The Bernstein polynomial $B _ { n } f$ is of degree $\leq n$ and agrees with $f$ in case $f$ is a polynomial of degree $\leq 1$. It depends linearly on $f$ and is positive on $[0,1]$ in case $f$ is positive there, and so has served as the starting point of the theory concerned with the approximation of continuous functions by positive linear operators (see, e.g., [a1] and Approximation of functions, linear methods), with the Bernstein operator, $B _ { n }$, the prime example. See also Bernstein polynomials.

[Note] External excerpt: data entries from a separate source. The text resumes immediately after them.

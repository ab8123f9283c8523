//! `TxCreator` drives the whole pipeline for one transaction: fetch node parameters, select
//! UTXOs, assemble, order, sign, and optionally submit.
//!
//! Every node call is raced against the creator's `CancelToken` and request timeout. Nothing
//! is retried.

use std::{future::Future, num::NonZeroUsize, time::Duration};

use camino_core::{
    enc::encode_hex_checksummed,
    nets::{Chain, PLATFORM_CHAIN_ID},
    ser::ByteFormat,
    Address, TxId,
};
use camino_keys::PrivateKey;
use camino_provider::{
    types::NodeConfiguration, CachingProvider, HttpProvider, HttpTransport, NodeProvider,
    DEFAULT_CACHE_SIZE,
};
use camino_txs::{
    dac::{AddressStateBit, Proposal},
    sort,
    types::LockState,
    AtomicTx, Authorized, ExportTxBuilder, FeeParameters, PlatformTxBuilder, SignedTx, Tx,
    TxError, UnsignedTransaction,
};

use crate::{
    cancel::{guarded, CancelToken},
    config::ClientConfig,
    error::BuildError,
    spend::{select_spend, Spend},
};

/// A provider for a node over HTTP, caching immutable replies
pub type DefaultProvider = CachingProvider<HttpProvider<HttpTransport>>;

/// A created multisig alias, with its address and owners formatted for the network
#[derive(Clone, Debug)]
pub struct AliasReport {
    /// The signed creation transaction
    pub tx: SignedTx,
    /// The creation transaction's ID
    pub tx_id: TxId,
    /// The alias ID derived from `tx_id`
    pub alias: Address,
    /// The alias as `P-<bech32>`
    pub alias_address: String,
    /// Signatures required to act as the alias
    pub threshold: u32,
    /// Owners as `P-<bech32>`, in canonical order
    pub owners: Vec<String>,
}

/// Builds Camino transactions against a node.
#[derive(Debug)]
pub struct TxCreator<P: NodeProvider> {
    provider: P,
    config: NodeConfiguration,
    fees: FeeParameters,
    cancel: CancelToken,
    timeout: Duration,
}

impl TxCreator<DefaultProvider> {
    /// Connect to the node named in `config`.
    pub async fn connect(config: &ClientConfig, cancel: CancelToken) -> Result<Self, BuildError> {
        let capacity = NonZeroUsize::new(config.cache_size).unwrap_or(DEFAULT_CACHE_SIZE);
        let provider =
            CachingProvider::with_capacity(HttpProvider::new(&config.node_uri), capacity);
        Self::new(provider, config.request_timeout(), cancel).await
    }
}

impl<P: NodeProvider> TxCreator<P> {
    /// Fetch the network configuration from `provider` and instantiate a creator.
    #[tracing::instrument(skip_all, err)]
    pub async fn new(provider: P, timeout: Duration, cancel: CancelToken) -> Result<Self, BuildError> {
        let config = guarded(&cancel, timeout, provider.get_configuration()).await?;
        let fees = FeeParameters::for_network(config.network_id);
        tracing::info!(
            network_id = config.network_id,
            asset_id = %config.asset_id,
            hrp = config.hrp(),
            "connected to node"
        );
        Ok(Self {
            provider,
            config,
            fees,
            cancel,
            timeout,
        })
    }

    /// The network ID the node reported
    pub fn network_id(&self) -> u32 {
        self.config.network_id
    }

    /// The network's address HRP
    pub fn hrp(&self) -> &str {
        self.config.hrp()
    }

    /// The node configuration
    pub fn config(&self) -> &NodeConfiguration {
        &self.config
    }

    /// The fee parameters in force
    pub fn fees(&self) -> FeeParameters {
        self.fees
    }

    /// The underlying provider
    pub fn provider(&self) -> &P {
        &self.provider
    }

    async fn guard<T, E, F>(&self, fut: F) -> Result<T, BuildError>
    where
        F: Future<Output = Result<T, E>>,
        BuildError: From<E>,
    {
        guarded(&self.cancel, self.timeout, fut).await
    }

    fn chain_id(&self, chain: Chain) -> Result<camino_core::ChainId, BuildError> {
        if chain == Chain::P {
            return Ok(PLATFORM_CHAIN_ID);
        }
        self.config
            .chain_id(chain)
            .ok_or(BuildError::UnknownChain(chain))
    }

    /// Select UTXOs of `funds` covering the transaction fee and `lock`.
    async fn spend(
        &self,
        funds: &PrivateKey,
        to: Address,
        lock: u64,
        lock_mode: LockState,
    ) -> Result<Spend, BuildError> {
        self.guard(select_spend(
            &self.provider,
            self.hrp(),
            funds.address(),
            to,
            lock,
            self.fees.tx_fee,
            lock_mode,
        ))
        .await
    }

    fn platform_builder<'a>(&self, spend: Spend, funds: &'a PrivateKey) -> PlatformTxBuilder<'a> {
        PlatformTxBuilder::new(self.network_id())
            .spend_all_with(spend.inputs, funds)
            .extend_outputs(spend.outputs)
    }

    fn finish<U: UnsignedTransaction>(
        &self,
        authorized: Authorized<'_, U>,
    ) -> Result<Tx<U>, BuildError> {
        let tx = authorized.sign()?;
        let encoded = encode_hex_checksummed(&tx.signed_bytes().map_err(TxError::from)?);
        tracing::debug!(tx = %encoded, "signed");
        let tx_id = tx.id().map_err(TxError::from)?;
        tracing::info!(%tx_id, "built transaction");
        Ok(tx)
    }

    fn parse_address(&self, address: &str) -> Result<Address, BuildError> {
        Address::parse(address).map_err(|source| BuildError::InvalidAddress {
            address: address.to_owned(),
            source,
        })
    }

    /// Create a multisig alias controlled by `threshold` of `owners`, funded by `funds`.
    ///
    /// Owners are `<chain>-<bech32>` text; any chain alias and HRP is accepted. Duplicates are
    /// dropped.
    #[tracing::instrument(skip(self, funds), err)]
    pub async fn multisig_alias_tx(
        &self,
        owners: &[&str],
        threshold: u32,
        funds: &PrivateKey,
    ) -> Result<AliasReport, BuildError> {
        tracing::info!("creating MultisigAliasTx");
        let mut addrs = owners
            .iter()
            .map(|s| {
                let addr = self.parse_address(s)?;
                let formatted = addr.format(Chain::P.alias(), self.hrp())?;
                tracing::info!(owner = *s, id = %addr, address = %formatted, "alias owner");
                Ok(addr)
            })
            .collect::<Result<Vec<_>, BuildError>>()?;

        let spend = self.spend(funds, funds.address(), 0, LockState::Unlocked).await?;
        let tx = self.finish(
            self.platform_builder(spend, funds)
                .build_multisig_alias(addrs.clone(), threshold)?,
        )?;

        sort::sort_addresses(&mut addrs);
        let tx_id = tx.id()?;
        let alias = Address::alias_of(&tx_id);
        let alias_address = alias.format(Chain::P.alias(), self.hrp())?;
        let owners = addrs
            .iter()
            .map(|a| a.format(Chain::P.alias(), self.hrp()))
            .collect::<Result<Vec<_>, _>>()?;
        tracing::info!(alias = %alias_address, threshold, owners = ?owners, "alias definition");

        Ok(AliasReport {
            tx,
            tx_id,
            alias,
            alias_address,
            threshold,
            owners,
        })
    }

    /// Set (or, with `remove`, clear) `state` on `address`, executed by `executor`.
    #[tracing::instrument(skip(self, funds, executor), err)]
    pub async fn address_state_tx(
        &self,
        address: Address,
        state: AddressStateBit,
        remove: bool,
        funds: &PrivateKey,
        executor: &PrivateKey,
    ) -> Result<SignedTx, BuildError> {
        tracing::info!("creating AddressStateTx");
        let spend = self.spend(funds, funds.address(), 0, LockState::Unlocked).await?;
        self.finish(
            self.platform_builder(spend, funds)
                .build_address_state(address, state, remove, executor)?,
        )
    }

    /// Submit `proposal` on behalf of `proposer`. `funds` pays the fee and bonds the proposal
    /// amount.
    #[tracing::instrument(skip(self, funds, proposer), err)]
    pub async fn proposal_tx(
        &self,
        proposal: &Proposal,
        funds: &PrivateKey,
        proposer: &PrivateKey,
    ) -> Result<SignedTx, BuildError> {
        tracing::info!("creating AddProposalTx");
        let payload = proposal.to_payload().map_err(TxError::from)?;
        let spend = self
            .spend(
                funds,
                funds.address(),
                self.fees.proposal_bond_amount,
                LockState::Bonded,
            )
            .await?;
        self.finish(
            self.platform_builder(spend, funds)
                .build_proposal(payload, proposer)?,
        )
    }

    /// Vote for `option_index` of `proposal_id` on behalf of `voter`.
    #[tracing::instrument(skip(self, funds, voter), err)]
    pub async fn vote_tx(
        &self,
        proposal_id: TxId,
        option_index: u32,
        funds: &PrivateKey,
        voter: &PrivateKey,
    ) -> Result<SignedTx, BuildError> {
        tracing::info!("creating AddVoteTx");
        let spend = self.spend(funds, funds.address(), 0, LockState::Unlocked).await?;
        self.finish(
            self.platform_builder(spend, funds)
                .build_vote(proposal_id, option_index, voter)?,
        )
    }

    /// Send `amount` of the primary asset from `funds` to `recipient` on the platform chain.
    #[tracing::instrument(skip(self, funds), err)]
    pub async fn transfer_tx(
        &self,
        amount: u64,
        recipient: Address,
        funds: &PrivateKey,
    ) -> Result<SignedTx, BuildError> {
        tracing::info!("creating BaseTx");
        let spend = self
            .spend(funds, recipient, amount, LockState::Unlocked)
            .await?;
        self.finish(self.platform_builder(spend, funds).build_base()?)
    }

    /// Export `amount` of the primary asset from `funds`'s C-chain account to `recipient` on
    /// `target`. The fee is priced at the node's current base fee.
    #[tracing::instrument(skip(self, funds), err)]
    pub async fn export_tx(
        &self,
        amount: u64,
        recipient: Address,
        funds: &PrivateKey,
        target: Chain,
    ) -> Result<AtomicTx, BuildError> {
        tracing::info!("creating C-chain ExportTx");
        let destination = self.chain_id(target)?;
        let c_chain = self.chain_id(Chain::C)?;

        let nonce = self.guard(self.provider.nonce(funds.eth_address())).await?;
        let builder = ExportTxBuilder::new(self.network_id(), c_chain, self.config.asset_id)
            .destination_chain(destination)
            .export_to(amount, recipient);
        let estimate = builder.estimate()?;

        let base_fee = self.guard(self.provider.base_fee()).await?;
        tracing::debug!(?base_fee, nonce, gas_used = estimate.gas_used, "pricing export");
        self.finish(builder.finalize(estimate, base_fee, funds, nonce)?)
    }

    /// Fetch and decode a platform chain transaction.
    #[tracing::instrument(skip(self), err)]
    pub async fn get_platform_tx(&self, tx_id: TxId) -> Result<SignedTx, BuildError> {
        let bytes = self.guard(self.provider.get_tx(Chain::P, tx_id)).await?;
        Ok(SignedTx::deserialize_bytes(&bytes)?)
    }

    async fn issue<U: UnsignedTransaction>(
        &self,
        chain: Chain,
        tx: &Tx<U>,
    ) -> Result<TxId, BuildError> {
        let local = tx.id().map_err(TxError::from)?;
        let bytes = tx.signed_bytes().map_err(TxError::from)?;
        let remote = self.guard(self.provider.issue_tx(chain, &bytes)).await?;
        if remote != local {
            tracing::warn!(%local, %remote, "node reported a different transaction ID");
        }
        tracing::info!(tx_id = %remote, %chain, "issued transaction");
        Ok(remote)
    }

    /// Submit a signed platform chain transaction.
    #[tracing::instrument(skip_all, err)]
    pub async fn issue_platform_tx(&self, tx: &SignedTx) -> Result<TxId, BuildError> {
        self.issue(Chain::P, tx).await
    }

    /// Submit a signed C-chain atomic transaction.
    #[tracing::instrument(skip_all, err)]
    pub async fn issue_atomic_tx(&self, tx: &AtomicTx) -> Result<TxId, BuildError> {
        self.issue(Chain::C, tx).await
    }
}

The $( n + 1 )$-sequence $\{ b _ { j } ^ { n } : j = 0 , \dots , n \}$ is evidently linearly independent, hence a basis for the $( n + 1 )$-dimensional linear space $\Pi _ { n }$ of all polynomials of degree $\leq n$ which contains it. It is called the Bernstein–Bézier basis, or just the Bernstein basis, and the corresponding representation
\begin{equation*} p = \sum _ { j = 0 } ^ { n } a _ { j } b _ { j } ^ { n } \end{equation*}
is called the Bernstein–Bézier form, or just the Bernstein form, for $p \in \Pi _ { n }$. Thanks to the fundamental work of P. Bézier and P. de Casteljau, this form has become the standard way in computer-aided geometric design (see, e.g., [a2]) for representing a polynomial curve, that is, the image $\{ p ( t ) : 0 \leq t \leq 1 \}$ of the interval $[0,1]$ under a vector-valued polynomial $p$. The coefficients $a _ { j }$ in that form readily provide information about the value of $p$ and its derivatives at both endpoints of the interval $[0,1]$, hence facilitate the concatenation of polynomial curve pieces into a more or less smooth curve.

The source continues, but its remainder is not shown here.